REQUIRED ACTION:
Please reproduce verbatim the lines below, from the first through the one with "follows the teacher's".

---------------

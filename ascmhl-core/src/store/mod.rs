// Copyright (c) The ascmhl Contributors
// SPDX-License-Identifier: MIT OR Apache-2.0

//! The manifest store (§4.3): reads and writes generation documents for one
//! sealed root, lists prior generations, and locates nested sealed roots.
//!
//! Generation files live in a sibling `ascmhl/` directory and are named
//! `NNNN_<rootname>_YYYY-MM-DD_HHMMSS.ascmhl.json`, where `NNNN` is the
//! zero-padded generation number. Atomic append follows the teacher's
//! `record/store.rs::write_runs_json` shape: write via `atomicwrites`, which
//! writes to a temp name in the same directory and renames over the target.

mod lock;

pub use lock::ManifestStoreLock;

use crate::errors::StoreError;
use ascmhl_metadata::GenerationDocument;
use camino::{Utf8Path, Utf8PathBuf};
use chrono::Utc;
use std::io::Write;

/// The name of the directory, relative to a sealed root, holding its generations.
pub const STORE_DIR_NAME: &str = "ascmhl";

/// A manifest store bound to one sealed root.
#[derive(Debug, Clone)]
pub struct ManifestStore {
    root: Utf8PathBuf,
    store_dir: Utf8PathBuf,
}

impl ManifestStore {
    /// Binds a manifest store to `root`, without touching the filesystem.
    pub fn new(root: &Utf8Path) -> Self {
        Self {
            root: root.to_owned(),
            store_dir: root.join(STORE_DIR_NAME),
        }
    }

    /// The sealed root this store belongs to.
    pub fn root(&self) -> &Utf8Path {
        &self.root
    }

    /// The `ascmhl/` directory holding generation files.
    pub fn store_dir(&self) -> &Utf8Path {
        &self.store_dir
    }

    /// Returns true iff `path` directly contains an `ascmhl/` subdirectory
    /// with at least one generation file (§6: nested-root discovery rule).
    pub fn is_sealed_root(path: &Utf8Path) -> bool {
        let store_dir = path.join(STORE_DIR_NAME);
        let Ok(entries) = std::fs::read_dir(&store_dir) else {
            return false;
        };
        entries.filter_map(Result::ok).any(|entry| {
            entry
                .file_name()
                .to_str()
                .is_some_and(|name| parse_generation_number(name).is_some())
        })
    }

    /// Creates the `ascmhl/` directory if it doesn't already exist.
    pub fn ensure_store_dir(&self) -> Result<(), StoreError> {
        std::fs::create_dir_all(&self.store_dir).map_err(|source| StoreError::DirCreate {
            path: self.store_dir.clone(),
            source,
        })
    }

    /// Lists every generation number recorded in this store, in order.
    ///
    /// Fails with [`StoreError::CorruptHistory`] if the numbers are not a
    /// contiguous `1..N` sequence (Invariant 1).
    pub fn list_generations(&self) -> Result<Vec<u32>, StoreError> {
        let entries = match std::fs::read_dir(&self.store_dir) {
            Ok(entries) => entries,
            Err(source) if source.kind() == std::io::ErrorKind::NotFound => return Ok(Vec::new()),
            Err(source) => {
                return Err(StoreError::GenerationRead {
                    path: self.store_dir.clone(),
                    source,
                });
            }
        };

        let mut numbers: Vec<u32> = entries
            .filter_map(Result::ok)
            .filter_map(|entry| {
                entry
                    .file_name()
                    .to_str()
                    .and_then(parse_generation_number)
            })
            .collect();
        numbers.sort_unstable();

        for (index, &number) in numbers.iter().enumerate() {
            let expected = index as u32 + 1;
            if number != expected {
                return Err(StoreError::CorruptHistory {
                    path: self.store_dir.clone(),
                    reason: format!(
                        "generation numbers are not contiguous: expected {expected}, found {number}"
                    ),
                });
            }
        }

        Ok(numbers)
    }

    /// Loads generation `number`'s document.
    pub fn load(&self, number: u32) -> Result<GenerationDocument, StoreError> {
        let path = self.generation_path_glob(number)?;
        let contents = std::fs::read_to_string(&path).map_err(|source| StoreError::GenerationRead {
            path: path.clone(),
            source,
        })?;
        let document: GenerationDocument = serde_json::from_str(&contents)
            .map_err(|source| StoreError::GenerationParse { path, source })?;

        if document.generation_number != number {
            return Err(StoreError::CorruptHistory {
                path: self.store_dir.clone(),
                reason: format!(
                    "generation file for {number} declares generation_number {}",
                    document.generation_number
                ),
            });
        }
        Ok(document)
    }

    /// Loads every generation in order, validating the previous-reference
    /// chain (Invariant 3) as it goes.
    pub fn load_all(&self) -> Result<Vec<GenerationDocument>, StoreError> {
        let numbers = self.list_generations()?;
        let mut documents = Vec::with_capacity(numbers.len());
        let mut previous: Option<u32> = None;
        for number in numbers {
            let document = self.load(number)?;
            if document.previous_generation != previous {
                return Err(StoreError::CorruptHistory {
                    path: self.store_dir.clone(),
                    reason: format!(
                        "generation {number} references previous generation {:?}, expected {:?}",
                        document.previous_generation, previous
                    ),
                });
            }
            previous = Some(number);
            documents.push(document);
        }
        Ok(documents)
    }

    /// Appends `document` as the next generation, atomically. Returns the
    /// path of the file written, relative to `root`.
    pub fn append(&self, document: &GenerationDocument) -> Result<Utf8PathBuf, StoreError> {
        self.ensure_store_dir()?;
        let path = self.generation_path_for(document.generation_number, &document.root_name);
        let json = serde_json::to_string_pretty(document).map_err(|source| {
            StoreError::GenerationParse {
                path: path.clone(),
                source,
            }
        })?;

        atomicwrites::AtomicFile::new(&path, atomicwrites::DisallowOverwrite)
            .write(|file| file.write_all(json.as_bytes()))
            .map_err(|error| StoreError::GenerationWrite {
                path: path.clone(),
                source: match error {
                    atomicwrites::Error::Internal(source) => source,
                    atomicwrites::Error::User(source) => source,
                },
            })?;

        Ok(path
            .strip_prefix(&self.root)
            .unwrap_or(&path)
            .to_owned())
    }

    /// Acquires an advisory lock on this store for the duration of a seal
    /// (§5). Absence of contention is the common case; the lock only
    /// prevents two concurrent seals of the same root.
    pub fn lock(&self) -> Result<ManifestStoreLock<'_>, StoreError> {
        self.ensure_store_dir()?;
        ManifestStoreLock::acquire(&self.store_dir)
    }

    /// Finds sealed-root markers strictly beneath `under`, not descending
    /// past a sealed root's own boundary once found (§4.3, §6).
    pub fn locate_nested_roots(under: &Utf8Path) -> Result<Vec<Utf8PathBuf>, StoreError> {
        let mut found = Vec::new();
        locate_nested_roots_inner(under, &mut found)?;
        Ok(found)
    }

    fn generation_path_for(&self, number: u32, root_name: &str) -> Utf8PathBuf {
        let timestamp = Utc::now().format("%Y-%m-%d_%H%M%S");
        self.store_dir
            .join(format!("{number:04}_{root_name}_{timestamp}.ascmhl.json"))
    }

    /// Resolves the on-disk path for an already-written generation, by
    /// scanning for the `NNNN_` prefix rather than reconstructing the
    /// timestamp suffix.
    fn generation_path_glob(&self, number: u32) -> Result<Utf8PathBuf, StoreError> {
        let prefix = format!("{number:04}_");
        let entries = std::fs::read_dir(&self.store_dir).map_err(|source| StoreError::GenerationRead {
            path: self.store_dir.clone(),
            source,
        })?;
        for entry in entries.filter_map(Result::ok) {
            if let Some(name) = entry.file_name().to_str() {
                if name.starts_with(&prefix) && name.ends_with(".ascmhl.json") {
                    return Utf8PathBuf::from_path_buf(entry.path())
                        .map_err(|path| StoreError::CorruptHistory {
                            path: Utf8PathBuf::from(path.to_string_lossy().into_owned()),
                            reason: "generation file name is not valid UTF-8".to_string(),
                        });
                }
            }
        }
        Err(StoreError::CorruptHistory {
            path: self.store_dir.clone(),
            reason: format!("no generation file found for generation {number}"),
        })
    }
}

fn locate_nested_roots_inner(
    under: &Utf8Path,
    found: &mut Vec<Utf8PathBuf>,
) -> Result<(), StoreError> {
    let entries = match std::fs::read_dir(under) {
        Ok(entries) => entries,
        Err(source) if source.kind() == std::io::ErrorKind::NotFound => return Ok(()),
        Err(source) => {
            return Err(StoreError::GenerationRead {
                path: under.to_owned(),
                source,
            });
        }
    };

    for entry in entries.filter_map(Result::ok) {
        let Ok(file_type) = entry.file_type() else {
            continue;
        };
        if !file_type.is_dir() {
            continue;
        }
        let Ok(path) = Utf8PathBuf::from_path_buf(entry.path()) else {
            continue;
        };
        if path.file_name() == Some(STORE_DIR_NAME) {
            continue;
        }
        if ManifestStore::is_sealed_root(&path) {
            found.push(path);
        } else {
            locate_nested_roots_inner(&path, found)?;
        }
    }
    Ok(())
}

/// Parses the `NNNN` prefix out of a generation file name, validating the
/// `.ascmhl.json` suffix.
fn parse_generation_number(file_name: &str) -> Option<u32> {
    let suffix = ".ascmhl.json";
    if !file_name.ends_with(suffix) {
        return None;
    }
    let prefix = file_name.split('_').next()?;
    if prefix.len() != 4 {
        return None;
    }
    prefix.parse().ok()
}

#[cfg(test)]
mod tests {
    use super::*;
    use ascmhl_metadata::GenerationDocument;
    use camino_tempfile::tempdir;

    fn sample_document(generation_number: u32, previous_generation: Option<u32>) -> GenerationDocument {
        GenerationDocument {
            generation_number,
            previous_generation,
            created_at: Utc::now(),
            creator_host: "host".to_string(),
            creator_user: "user".to_string(),
            root_name: "R".to_string(),
            files: Vec::new(),
            directories: Vec::new(),
            missing: Vec::new(),
            child_histories: Vec::new(),
        }
    }

    #[test]
    fn append_then_load_round_trips() {
        let dir = tempdir().unwrap();
        let store = ManifestStore::new(dir.path());
        let doc = sample_document(1, None);
        store.append(&doc).unwrap();

        assert_eq!(store.list_generations().unwrap(), vec![1]);
        let loaded = store.load(1).unwrap();
        assert_eq!(loaded.generation_number, 1);
        assert_eq!(loaded.root_name, "R");
    }

    #[test]
    fn detects_non_contiguous_generations() {
        let dir = tempdir().unwrap();
        let store = ManifestStore::new(dir.path());
        store.append(&sample_document(1, None)).unwrap();
        store.append(&sample_document(3, Some(1))).unwrap();

        assert!(store.list_generations().is_err());
    }

    #[test]
    fn detects_previous_reference_mismatch() {
        let dir = tempdir().unwrap();
        let store = ManifestStore::new(dir.path());
        store.append(&sample_document(1, None)).unwrap();
        store.append(&sample_document(2, Some(99))).unwrap();

        assert!(store.load_all().is_err());
    }

    #[test]
    fn is_sealed_root_requires_at_least_one_generation() {
        let dir = tempdir().unwrap();
        assert!(!ManifestStore::is_sealed_root(dir.path()));

        let store = ManifestStore::new(dir.path());
        store.append(&sample_document(1, None)).unwrap();
        assert!(ManifestStore::is_sealed_root(dir.path()));
    }

    #[test]
    fn locate_nested_roots_does_not_descend_past_a_boundary() {
        let dir = tempdir().unwrap();
        let nested = dir.path().join("A002");
        std::fs::create_dir_all(&nested).unwrap();
        ManifestStore::new(&nested)
            .append(&sample_document(1, None))
            .unwrap();

        let deeper = nested.join("deeper");
        std::fs::create_dir_all(&deeper).unwrap();

        let found = ManifestStore::locate_nested_roots(dir.path()).unwrap();
        assert_eq!(found, vec![nested]);
    }
}
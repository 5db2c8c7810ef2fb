// Copyright (c) The ascmhl Contributors
// SPDX-License-Identifier: MIT OR Apache-2.0

//! The concrete, styled [`ProgressSink`] that prints the stable lines
//! documented in §6. These lines are a scripted-consumption contract, not
//! `tracing` diagnostics, so they go straight to stdout via `Write` rather
//! than through the logging subscriber.

use ascmhl_core::ProgressSink;
use ascmhl_metadata::AlgorithmId;
use camino::Utf8Path;
use owo_colors::{OwoColorize, Stream};
use std::io::{self, Write};
use std::sync::Mutex;

/// Prints every event; verbose mode also prints `verified` lines for files
/// that didn't change.
pub struct CliProgressSink {
    verbose: bool,
    out: Mutex<io::Stdout>,
}

impl CliProgressSink {
    pub fn new(verbose: bool) -> Self {
        Self {
            verbose,
            out: Mutex::new(io::stdout()),
        }
    }

    fn line(&self, text: std::fmt::Arguments<'_>) {
        let mut out = self.out.lock().unwrap();
        let _ = writeln!(out, "{text}");
    }
}

impl ProgressSink for CliProgressSink {
    fn created_original_hash(&self, path: &Utf8Path, algorithm: AlgorithmId, encoded: &str) {
        if self.verbose {
            self.line(format_args!(
                "created original hash for     {path}  {algorithm}: {encoded}"
            ));
        }
    }

    fn verified(&self, path: &Utf8Path) {
        if self.verbose {
            self.line(format_args!("verified                      {path}  OK"));
        }
    }

    fn created_new_hash(&self, path: &Utf8Path, algorithm: AlgorithmId, encoded: &str) {
        if self.verbose {
            self.line(format_args!(
                "created new hash for          {path}  {algorithm}: {encoded}"
            ));
        }
    }

    fn hash_mismatch(&self, path: &Utf8Path, algorithm: AlgorithmId, old_encoded: &str, new_encoded: &str) {
        let mut out = self.out.lock().unwrap();
        let _ = writeln!(
            out,
            "{}: hash mismatch for      {path}  {algorithm} (old): {old_encoded}, {algorithm} (new): {new_encoded}",
            "ERROR".if_supports_color(Stream::Stdout, |s| s.bold().red()),
        );
    }

    fn missing(&self, path: &Utf8Path) {
        let mut out = self.out.lock().unwrap();
        let _ = writeln!(
            out,
            "{}: missing entry          {path}",
            "ERROR".if_supports_color(Stream::Stdout, |s| s.bold().red()),
        );
    }

    fn unsupported(&self, path: &Utf8Path, reason: &str) {
        if self.verbose {
            self.line(format_args!("unsupported entry             {path}  ({reason})"));
        }
    }

    fn directory_hash(&self, path: &Utf8Path, algorithm: AlgorithmId, content_encoded: &str, structure_encoded: &str) {
        if self.verbose {
            self.line(format_args!(
                "calculated directory hash for {path}  {algorithm}: {content_encoded} (content), {structure_encoded} (structure)"
            ));
        }
    }

    fn root_hash(&self, algorithm: AlgorithmId, content_encoded: &str, structure_encoded: &str) {
        self.line(format_args!(
            "calculated root hash          {algorithm}: {content_encoded} (content), {structure_encoded} (structure)"
        ));
    }

    fn new_generation(&self, manifest_relative_path: &Utf8Path) {
        self.line(format_args!("Created new generation {manifest_relative_path}"));
    }
}
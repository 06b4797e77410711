//! LTSV (labeled tab-separated values) decoding.
//!
//! One record per line, fields separated by TAB, each field `label:value`.
//! Recognized labels are `file`, `line` and `message`; others are ignored.

use std::collections::HashMap;

use crate::comment::CommentRequest;
use crate::error::{CommenterError, Result};

/// Parse LTSV text into comment requests, one per non-empty line.
///
/// `file` and `line` must appear together; a record with neither is a
/// pull-request-level comment. `message` is always required.
pub fn parse_ltsv(input: &str) -> Result<Vec<CommentRequest>> {
    let mut comments = Vec::new();

    for (index, raw) in input.lines().enumerate() {
        let record_line = index + 1;
        let raw = raw.strip_suffix('\r').unwrap_or(raw);
        if raw.trim().is_empty() {
            continue;
        }

        let fields = parse_fields(raw, record_line)?;
        comments.push(to_request(&fields, record_line)?);
    }

    Ok(comments)
}

fn parse_fields(raw: &str, record_line: usize) -> Result<HashMap<&str, String>> {
    let mut fields = HashMap::new();
    for field in raw.split('\t') {
        if field.is_empty() {
            continue;
        }
        let (label, value) = field.split_once(':').ok_or_else(|| {
            CommenterError::InputError(format!(
                "line {}: field '{}' is not in label:value form",
                record_line, field
            ))
        })?;
        fields.insert(label, unescape(value));
    }
    Ok(fields)
}

fn to_request(fields: &HashMap<&str, String>, record_line: usize) -> Result<CommentRequest> {
    let message = fields.get("message").ok_or_else(|| {
        CommenterError::InputError(format!("line {}: missing 'message' field", record_line))
    })?;

    match (fields.get("file"), fields.get("line")) {
        (None, None) => Ok(CommentRequest::pr_comment(message.as_str())),
        (Some(file), Some(line)) => {
            let line = parse_line_number(line, record_line)?;
            if file.is_empty() {
                return Err(CommenterError::InputError(format!(
                    "line {}: 'file' must not be empty",
                    record_line
                )));
            }
            Ok(CommentRequest::line_comment(file.as_str(), line, message.as_str()))
        }
        (Some(_), None) => Err(CommenterError::InputError(format!(
            "line {}: 'file' given without 'line'",
            record_line
        ))),
        (None, Some(_)) => Err(CommenterError::InputError(format!(
            "line {}: 'line' given without 'file'",
            record_line
        ))),
    }
}

fn parse_line_number(value: &str, record_line: usize) -> Result<usize> {
    match value.trim().parse::<usize>() {
        Ok(line) if line > 0 => Ok(line),
        _ => Err(CommenterError::InputError(format!(
            "line {}: 'line' must be a positive integer, got '{}'",
            record_line, value
        ))),
    }
}

/// Undo the escaping LTSV writers apply to tabs, newlines and backslashes.
fn unescape(value: &str) -> String {
    let mut out = String::with_capacity(value.len());
    let mut chars = value.chars();
    while let Some(c) = chars.next() {
        if c != '\\' {
            out.push(c);
            continue;
        }
        match chars.next() {
            Some('t') => out.push('\t'),
            Some('n') => out.push('\n'),
            Some('r') => out.push('\r'),
            Some('\\') => out.push('\\'),
            Some(other) => {
                out.push('\\');
                out.push(other);
            }
            None => out.push('\\'),
        }
    }
    out
}

#[cfg(test)]
mod tests {
    use super::*;

    #[test]
    fn test_parse_line_comments() {
        let input = "file:lib/a.rb\tline:10\tmessage:use guard clause\n\
                     message:second\tline:3\tfile:b.rb\n";

        let comments = parse_ltsv(input).unwrap();

        assert_eq!(
            comments,
            vec![
                CommentRequest::line_comment("lib/a.rb", 10, "use guard clause"),
                CommentRequest::line_comment("b.rb", 3, "second"),
            ]
        );
    }

    #[test]
    fn test_message_may_contain_colons() {
        let comments = parse_ltsv("file:a.rb\tline:1\tmessage:Style/Foo: bad\n").unwrap();
        assert_eq!(comments[0].message, "Style/Foo: bad");
    }

    #[test]
    fn test_record_without_target_is_pr_comment() {
        let comments = parse_ltsv("message:overall looks good\n").unwrap();
        assert_eq!(comments, vec![CommentRequest::pr_comment("overall looks good")]);
    }

    #[test]
    fn test_blank_lines_and_unknown_labels_are_ignored() {
        let input = "\nfile:a.rb\tline:2\tmessage:m\tseverity:warning\r\n\n";
        let comments = parse_ltsv(input).unwrap();
        assert_eq!(comments, vec![CommentRequest::line_comment("a.rb", 2, "m")]);
    }

    #[test]
    fn test_escaped_values() {
        let comments = parse_ltsv("file:a.rb\tline:2\tmessage:first\\nsecond\\tx\\\\y\n").unwrap();
        assert_eq!(comments[0].message, "first\nsecond\tx\\y");
    }

    #[test]
    fn test_missing_message_is_rejected() {
        let err = parse_ltsv("file:a.rb\tline:2\n").unwrap_err();
        assert!(matches!(err, CommenterError::InputError(_)));
        assert!(err.to_string().contains("line 1"));
    }

    #[test]
    fn test_file_without_line_is_rejected() {
        let err = parse_ltsv("message:ok\nfile:a.rb\tmessage:m\n").unwrap_err();
        assert!(err.to_string().contains("line 2"));
        assert!(err.to_string().contains("without 'line'"));
    }

    #[test]
    fn test_invalid_line_numbers_are_rejected() {
        for bad in ["0", "-1", "ten", ""] {
            let input = format!("file:a.rb\tline:{}\tmessage:m\n", bad);
            let err = parse_ltsv(&input).unwrap_err();
            assert!(
                err.to_string().contains("positive integer"),
                "accepted line '{}'",
                bad
            );
        }
    }

    #[test]
    fn test_field_without_label_is_rejected() {
        let err = parse_ltsv("file:a.rb\t10\tmessage:m\n").unwrap_err();
        assert!(err.to_string().contains("label:value"));
    }
}
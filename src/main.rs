//! Entry point for the `github-commenter` CLI. It parses arguments,
//! dispatches to the appropriate command handler, and handles errors with
//! proper exit codes.

use github_commenter::cli::Cli;
use github_commenter::{commands, exit_codes};
use std::process::ExitCode;

fn main() -> ExitCode {
    env_logger::Builder::from_env(env_logger::Env::default().default_filter_or("warn")).init();

    let cli = Cli::parse_args();

    match commands::dispatch(cli.command) {
        Ok(()) => ExitCode::from(exit_codes::SUCCESS as u8),
        Err(err) => {
            eprintln!("Error: {}", err);
            ExitCode::from(err.exit_code() as u8)
        }
    }
}
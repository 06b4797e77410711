//! Decoding comment requests from piped input.

mod ltsv;

use crate::comment::CommentRequest;
use crate::error::Result;
use clap::ValueEnum;
use serde::{Deserialize, Serialize};

pub use ltsv::parse_ltsv;

/// Structured text formats accepted on stdin.
#[derive(Debug, Clone, Copy, PartialEq, Eq, Default, Serialize, Deserialize, ValueEnum)]
#[serde(rename_all = "snake_case")]
pub enum InputFormat {
    /// Labeled tab-separated values: `file:a.rb<TAB>line:10<TAB>message:...`
    #[default]
    Ltsv,
}

/// Decode every comment request in `input`.
///
/// Either all records decode or the whole input is rejected.
pub fn parse_comments(format: InputFormat, input: &str) -> Result<Vec<CommentRequest>> {
    match format {
        InputFormat::Ltsv => parse_ltsv(input),
    }
}
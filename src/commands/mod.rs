//! Command implementations for github-commenter.
//!
//! This module provides the dispatcher that routes CLI commands to their
//! implementations.

mod pr;

use crate::cli::Command;
use crate::error::Result;

/// Dispatch a command to its implementation.
pub fn dispatch(command: Command) -> Result<()> {
    match command {
        Command::Pr(args) => pr::cmd_pr(args),
    }
}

---------------

RESPONSE TO THE TASK:
filename ascmhl-core/src/store/mod.rs
// Copyright (c) The ascmhl Contributors
// SPDX-License-Identifier: MIT OR Apache-2.0

//! The manifest store (§4.3): reads and writes generation documents for one
//! sealed root, lists prior generations, and locates nested sealed roots.
//!
//! Generation files live in a sibling `ascmhl/` directory and are named
//! `NNNN_<rootname>_YYYY-MM-DD_HHMMSS.ascmhl.json`, where `NNNN` is the
//! zero-padded generation number. Atomic append follows the teacher's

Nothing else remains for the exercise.